:: ENTRIES SHOWN ::
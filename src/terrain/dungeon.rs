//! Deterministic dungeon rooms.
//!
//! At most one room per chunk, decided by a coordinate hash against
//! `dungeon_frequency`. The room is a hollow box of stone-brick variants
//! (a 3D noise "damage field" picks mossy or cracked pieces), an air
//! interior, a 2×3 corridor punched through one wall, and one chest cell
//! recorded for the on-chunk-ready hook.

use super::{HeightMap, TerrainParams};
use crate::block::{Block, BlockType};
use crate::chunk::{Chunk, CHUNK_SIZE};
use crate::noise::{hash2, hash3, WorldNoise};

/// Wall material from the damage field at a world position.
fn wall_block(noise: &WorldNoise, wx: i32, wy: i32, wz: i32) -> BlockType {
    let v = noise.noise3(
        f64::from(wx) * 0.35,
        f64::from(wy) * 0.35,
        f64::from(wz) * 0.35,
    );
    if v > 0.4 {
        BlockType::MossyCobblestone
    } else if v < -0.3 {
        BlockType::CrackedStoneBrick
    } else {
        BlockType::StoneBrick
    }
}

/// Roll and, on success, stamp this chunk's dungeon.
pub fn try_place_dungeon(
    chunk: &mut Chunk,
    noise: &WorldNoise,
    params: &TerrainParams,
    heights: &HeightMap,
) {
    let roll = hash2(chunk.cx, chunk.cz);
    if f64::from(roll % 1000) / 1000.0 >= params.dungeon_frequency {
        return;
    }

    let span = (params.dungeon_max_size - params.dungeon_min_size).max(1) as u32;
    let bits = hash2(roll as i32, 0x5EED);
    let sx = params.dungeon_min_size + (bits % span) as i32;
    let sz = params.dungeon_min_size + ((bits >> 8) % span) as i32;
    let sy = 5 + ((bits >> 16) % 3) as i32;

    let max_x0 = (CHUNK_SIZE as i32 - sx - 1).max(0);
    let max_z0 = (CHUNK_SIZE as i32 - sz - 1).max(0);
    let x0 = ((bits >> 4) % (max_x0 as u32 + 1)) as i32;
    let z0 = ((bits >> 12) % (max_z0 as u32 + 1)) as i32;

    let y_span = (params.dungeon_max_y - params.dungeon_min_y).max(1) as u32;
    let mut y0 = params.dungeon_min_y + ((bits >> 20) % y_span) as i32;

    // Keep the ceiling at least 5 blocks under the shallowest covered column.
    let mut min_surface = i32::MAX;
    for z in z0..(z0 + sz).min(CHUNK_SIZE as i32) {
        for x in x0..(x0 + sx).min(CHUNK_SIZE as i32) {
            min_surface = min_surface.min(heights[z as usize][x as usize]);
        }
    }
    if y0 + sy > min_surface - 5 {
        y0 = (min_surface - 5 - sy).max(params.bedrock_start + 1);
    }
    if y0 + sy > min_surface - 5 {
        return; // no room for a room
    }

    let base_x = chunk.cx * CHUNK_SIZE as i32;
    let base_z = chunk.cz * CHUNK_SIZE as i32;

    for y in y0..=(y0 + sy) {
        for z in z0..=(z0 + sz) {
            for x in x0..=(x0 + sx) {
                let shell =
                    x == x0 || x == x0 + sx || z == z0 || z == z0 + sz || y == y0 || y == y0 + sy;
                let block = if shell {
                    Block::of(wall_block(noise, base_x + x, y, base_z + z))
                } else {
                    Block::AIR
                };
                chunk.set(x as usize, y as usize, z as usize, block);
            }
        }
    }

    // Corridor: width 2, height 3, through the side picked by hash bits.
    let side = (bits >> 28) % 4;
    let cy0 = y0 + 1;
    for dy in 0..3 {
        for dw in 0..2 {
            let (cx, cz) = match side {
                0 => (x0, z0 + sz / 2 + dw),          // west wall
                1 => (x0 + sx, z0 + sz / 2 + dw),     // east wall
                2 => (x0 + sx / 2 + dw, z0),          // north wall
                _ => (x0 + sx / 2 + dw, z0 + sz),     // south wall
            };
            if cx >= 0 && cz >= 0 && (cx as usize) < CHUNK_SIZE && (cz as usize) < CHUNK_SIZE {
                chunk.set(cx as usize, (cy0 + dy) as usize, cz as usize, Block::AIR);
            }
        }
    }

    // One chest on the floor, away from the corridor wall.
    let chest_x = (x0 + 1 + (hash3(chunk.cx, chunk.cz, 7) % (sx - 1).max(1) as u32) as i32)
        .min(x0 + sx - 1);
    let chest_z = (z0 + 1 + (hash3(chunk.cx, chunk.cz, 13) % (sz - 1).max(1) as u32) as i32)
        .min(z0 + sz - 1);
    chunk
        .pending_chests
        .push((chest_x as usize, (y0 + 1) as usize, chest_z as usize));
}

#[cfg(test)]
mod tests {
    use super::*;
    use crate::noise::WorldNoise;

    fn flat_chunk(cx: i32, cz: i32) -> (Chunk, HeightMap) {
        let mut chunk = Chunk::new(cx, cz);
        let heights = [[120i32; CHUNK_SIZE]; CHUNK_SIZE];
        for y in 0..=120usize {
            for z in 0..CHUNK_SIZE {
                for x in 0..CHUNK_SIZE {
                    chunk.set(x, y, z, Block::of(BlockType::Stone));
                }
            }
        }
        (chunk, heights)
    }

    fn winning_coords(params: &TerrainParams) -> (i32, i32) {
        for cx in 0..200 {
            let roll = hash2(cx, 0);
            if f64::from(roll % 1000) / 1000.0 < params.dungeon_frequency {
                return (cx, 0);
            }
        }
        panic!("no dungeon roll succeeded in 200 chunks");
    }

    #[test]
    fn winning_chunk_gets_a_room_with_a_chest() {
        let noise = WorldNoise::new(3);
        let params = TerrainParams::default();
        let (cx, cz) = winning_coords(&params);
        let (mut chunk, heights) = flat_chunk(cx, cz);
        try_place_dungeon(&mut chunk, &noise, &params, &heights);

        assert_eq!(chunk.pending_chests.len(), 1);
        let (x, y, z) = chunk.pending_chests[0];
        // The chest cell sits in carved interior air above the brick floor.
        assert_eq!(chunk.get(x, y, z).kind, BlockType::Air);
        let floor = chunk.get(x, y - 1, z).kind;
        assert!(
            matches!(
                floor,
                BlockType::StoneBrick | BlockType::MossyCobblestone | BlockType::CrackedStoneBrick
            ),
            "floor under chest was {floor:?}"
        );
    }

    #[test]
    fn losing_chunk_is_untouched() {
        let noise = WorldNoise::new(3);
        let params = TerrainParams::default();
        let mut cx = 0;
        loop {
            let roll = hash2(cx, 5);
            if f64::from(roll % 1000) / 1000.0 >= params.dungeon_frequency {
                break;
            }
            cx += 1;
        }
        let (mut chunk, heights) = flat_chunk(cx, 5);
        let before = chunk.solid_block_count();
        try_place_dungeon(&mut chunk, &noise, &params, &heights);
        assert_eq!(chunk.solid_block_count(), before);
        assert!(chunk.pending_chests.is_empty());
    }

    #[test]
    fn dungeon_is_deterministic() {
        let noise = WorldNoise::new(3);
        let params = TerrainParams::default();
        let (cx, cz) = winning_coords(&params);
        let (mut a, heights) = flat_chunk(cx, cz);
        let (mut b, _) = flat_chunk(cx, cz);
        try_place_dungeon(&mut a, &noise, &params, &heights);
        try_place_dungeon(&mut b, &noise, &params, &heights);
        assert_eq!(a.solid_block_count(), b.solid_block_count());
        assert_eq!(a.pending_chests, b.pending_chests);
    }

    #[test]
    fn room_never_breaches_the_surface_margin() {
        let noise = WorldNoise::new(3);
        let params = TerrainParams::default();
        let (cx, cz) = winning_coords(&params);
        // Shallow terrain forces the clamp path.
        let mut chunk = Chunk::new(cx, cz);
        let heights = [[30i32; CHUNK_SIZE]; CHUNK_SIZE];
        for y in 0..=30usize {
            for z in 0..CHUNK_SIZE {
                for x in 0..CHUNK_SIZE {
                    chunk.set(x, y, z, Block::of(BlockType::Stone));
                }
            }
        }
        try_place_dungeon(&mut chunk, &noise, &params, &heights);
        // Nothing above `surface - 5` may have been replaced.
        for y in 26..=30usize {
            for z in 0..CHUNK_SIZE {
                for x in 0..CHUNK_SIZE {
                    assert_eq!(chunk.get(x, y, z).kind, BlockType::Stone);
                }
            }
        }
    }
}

:: EXERCISE PROMPT ::
Which lines of the data contain "side"? Copy them all.

:: TASK RESPONSE ::
    // Corridor: width 2, height 3, through the side picked by hash bits.
    let side = (bits >> 28) % 4;
            let (cx, cz) = match side {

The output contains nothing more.